══ Exercise data ══
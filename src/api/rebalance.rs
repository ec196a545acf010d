//! Rebalance workflow endpoints
//!
//! Every selection endpoint answers with the updated session snapshot, so a
//! client can re-render from the response alone.

use super::{respond, ApiState};
use crate::{node::ChannelId, RebalanceError, RebalanceResult};
use axum::{
    extract::{rejection::JsonRejection, State},
    response::IntoResponse,
    Json,
};
use serde::Deserialize;
use tracing::info;

/// Select a channel by ID
#[derive(Debug, Deserialize)]
pub struct ChannelSelectRequest {
    /// Channel ID as listed by the node
    pub channel_id: String,
}

impl ChannelSelectRequest {
    fn channel_id(&self) -> RebalanceResult<ChannelId> {
        let id = self.channel_id.trim();
        if id.is_empty() {
            return Err(RebalanceError::Validation(
                "channel_id must not be empty".to_string(),
            ));
        }
        Ok(ChannelId::from(id))
    }
}

/// Set or clear the amount
#[derive(Debug, Deserialize)]
pub struct AmountRequest {
    /// Amount in satoshis, `null` or `0` to clear
    pub amount: Option<u64>,
}

/// Set or clear the fee ceiling
#[derive(Debug, Deserialize)]
pub struct MaxFeeRequest {
    /// Fee ceiling in satoshis, `null` to search all routes
    pub max_fee: Option<u64>,
}

fn body<T>(payload: Result<Json<T>, JsonRejection>) -> RebalanceResult<T> {
    payload
        .map(|Json(body)| body)
        .map_err(|rejection| RebalanceError::Validation(rejection.body_text()))
}

async fn with_snapshot(state: &ApiState, result: RebalanceResult<()>) -> impl IntoResponse {
    let result = match result {
        Ok(()) => Ok(state.app.session.snapshot().await),
        Err(e) => Err(e),
    };
    respond(result)
}

/// Current session snapshot
pub async fn get_session(State(state): State<ApiState>) -> impl IntoResponse {
    with_snapshot(&state, Ok(())).await
}

/// Re-check the node version and reload channels
pub async fn refresh_session(State(state): State<ApiState>) -> impl IntoResponse {
    info!("API: Refresh rebalance session");
    state.app.session.refresh().await;
    with_snapshot(&state, Ok(())).await
}

/// Choose the outgoing channel
pub async fn choose_outgoing(
    State(state): State<ApiState>,
    payload: Result<Json<ChannelSelectRequest>, JsonRejection>,
) -> impl IntoResponse {
    let result = match body(payload).and_then(|req| req.channel_id()) {
        Ok(id) => {
            info!("API: Choose outgoing channel {}", id);
            state.app.session.choose_outgoing(&id).await
        }
        Err(e) => Err(e),
    };
    with_snapshot(&state, result).await
}

/// Clear the outgoing and incoming channels
pub async fn reset_outgoing(State(state): State<ApiState>) -> impl IntoResponse {
    let result = state.app.session.reset_outgoing().await;
    with_snapshot(&state, result).await
}

/// Choose the incoming channel
pub async fn choose_incoming(
    State(state): State<ApiState>,
    payload: Result<Json<ChannelSelectRequest>, JsonRejection>,
) -> impl IntoResponse {
    let result = match body(payload).and_then(|req| req.channel_id()) {
        Ok(id) => {
            info!("API: Choose incoming channel {}", id);
            state.app.session.choose_incoming(&id).await
        }
        Err(e) => Err(e),
    };
    with_snapshot(&state, result).await
}

/// Clear the incoming channel
pub async fn reset_incoming(State(state): State<ApiState>) -> impl IntoResponse {
    let result = state.app.session.reset_incoming().await;
    with_snapshot(&state, result).await
}

/// Set the amount to move
pub async fn set_amount(
    State(state): State<ApiState>,
    payload: Result<Json<AmountRequest>, JsonRejection>,
) -> impl IntoResponse {
    let result = match body(payload) {
        Ok(req) => state.app.session.set_amount(req.amount).await,
        Err(e) => Err(e),
    };
    with_snapshot(&state, result).await
}

/// Set the fee ceiling
pub async fn set_max_fee(
    State(state): State<ApiState>,
    payload: Result<Json<MaxFeeRequest>, JsonRejection>,
) -> impl IntoResponse {
    let result = match body(payload) {
        Ok(req) => state.app.session.set_max_fee(req.max_fee).await,
        Err(e) => Err(e),
    };
    with_snapshot(&state, result).await
}

/// Clear the whole selection
pub async fn reset_session(State(state): State<ApiState>) -> impl IntoResponse {
    info!("API: Reset rebalance selection");
    let result = state.app.session.reset_all().await;
    with_snapshot(&state, result).await
}

/// Start the rebalance
pub async fn start_rebalance(State(state): State<ApiState>) -> impl IntoResponse {
    info!("API: Start rebalance");
    respond(state.app.session.start().await)
}

/// Cancel the in-flight rebalance
pub async fn cancel_rebalance(State(state): State<ApiState>) -> impl IntoResponse {
    info!("API: Cancel rebalance");
    respond(state.app.session.cancel().await)
}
═══
Each entry needs to be given again exactly as it stands.

filename src/api/rebalance.rs
repository ec196a545acf010d
//! Rebalance workflow endpoints
//!
//! Every selection endpoint answers with the updated session snapshot, so a
//! client can re-render from the response alone.

use super::{respond, ApiState};
use crate::{node::ChannelId, RebalanceError, RebalanceResult};
use axum::{
    extract::{rejection::JsonRejection, State},
    response::IntoResponse,
    Json,
};
use serde::Deserialize;
use tracing::info;

/// Select a channel by ID
#[derive(Debug, Deserialize)]
pub struct ChannelSelectRequest {
    /// Channel ID as listed by the node
    pub channel_id: String,
}

impl ChannelSelectRequest {
    fn channel_id(&self) -> RebalanceResult<ChannelId> {
        let id = self.channel_id.trim();
        if id.is_empty() {
            return Err(RebalanceError::Validation(
                "channel_id must not be empty".to_string(),
            ));
        }
        Ok(ChannelId::from(id))
    }
}

/// Set or clear the amount
#[derive(Debug, Deserialize)]
pub struct AmountRequest {
    /// Amount in satoshis, `null` or `0` to clear
    pub amount: Option<u64>,
}

/// Set or clear the fee ceiling
#[derive(Debug, Deserialize)]
pub struct MaxFeeRequest {
    /// Fee ceiling in satoshis, `null` to search all routes
    pub max_fee: Option<u64>,
}

fn body<T>(payload: Result<Json<T>, JsonRejection>) -> RebalanceResult<T> {
    payload
        .map(|Json(body)| body)
        .map_err(|rejection| RebalanceError::Validation(rejection.body_text()))
}

async fn with_snapshot(state: &ApiState, result: RebalanceResult<()>) -> impl IntoResponse {
    let result = match result {
        Ok(()) => Ok(state.app.session.snapshot().await),
        Err(e) => Err(e),
    };
    respond(result)
}

/// Current session snapshot
pub async fn get_session(State(state): State<ApiState>) -> impl IntoResponse {
    with_snapshot(&state, Ok(())).await
}

/// Re-check the node version and reload channels
pub async fn refresh_session(State(state): State<ApiState>) -> impl IntoResponse {
    info!("API: Refresh rebalance session");
    state.app.session.refresh().await;
    with_snapshot(&state, Ok(())).await
}

/// Choose the outgoing channel
pub async fn choose_outgoing(
    State(state): State<ApiState>,
    payload: Result<Json<ChannelSelectRequest>, JsonRejection>,
) -> impl IntoResponse {
    let result = match body(payload).and_then(|req| req.channel_id()) {
        Ok(id) => {
            info!("API: Choose outgoing channel {}", id);
            state.app.session.choose_outgoing(&id).await
        }
        Err(e) => Err(e),
    };
    with_snapshot(&state, result).await
}

/// Clear the outgoing and incoming channels
pub async fn reset_outgoing(State(state): State<ApiState>) -> impl IntoResponse {
    let result = state.app.session.reset_outgoing().await;
    with_snapshot(&state, result).await
}

/// Choose the incoming channel
pub async fn choose_incoming(
    State(state): State<ApiState>,
    payload: Result<Json<ChannelSelectRequest>, JsonRejection>,
) -> impl IntoResponse {
    let result = match body(payload).and_then(|req| req.channel_id()) {
        Ok(id) => {
            info!("API: Choose incoming channel {}", id);
            state.app.session.choose_incoming(&id).await
        }
        Err(e) => Err(e),
    };
    with_snapshot(&state, result).await
}

/// Clear the incoming channel
pub async fn reset_incoming(State(state): State<ApiState>) -> impl IntoResponse {
    let result = state.app.session.reset_incoming().await;
    with_snapshot(&state, result).await
}

/// Set the amount to move
pub async fn set_amount(
    State(state): State<ApiState>,
    payload: Result<Json<AmountRequest>, JsonRejection>,
) -> impl IntoResponse {
    let result = match body(payload) {
        Ok(req) => state.app.session.set_amount(req.amount).await,
        Err(e) => Err(e),
    };
    with_snapshot(&state, result).await
}

/// Set the fee ceiling
pub async fn set_max_fee(
    State(state): State<ApiState>,
    payload: Result<Json<MaxFeeRequest>, JsonRejection>,
) -> impl IntoResponse {
    let result = match body(payload) {
        Ok(req) => state.app.session.set_max_fee(req.max_fee).await,
        Err(e) => Err(e),
    };
    with_snapshot(&state, result).await
}

/// Clear the whole selection
pub async fn reset_session(State(state): State<ApiState>) -> impl IntoResponse {
    info!("API: Reset rebalance selection");
    let result = state.app.session.reset_all().await;
    with_snapshot(&state, result).await
}

/// Start the rebalance
pub async fn start_rebalance(State(state): State<ApiState>) -> impl IntoResponse {
    info!("API: Start rebalance");
    respond(state.app.session.start().await)
}

/// Cancel the in-flight rebalance
pub async fn cancel_rebalance(State(state): State<ApiState>) -> impl IntoResponse {
    info!("API: Cancel rebalance");
    respond(state.app.session.cancel().await)
}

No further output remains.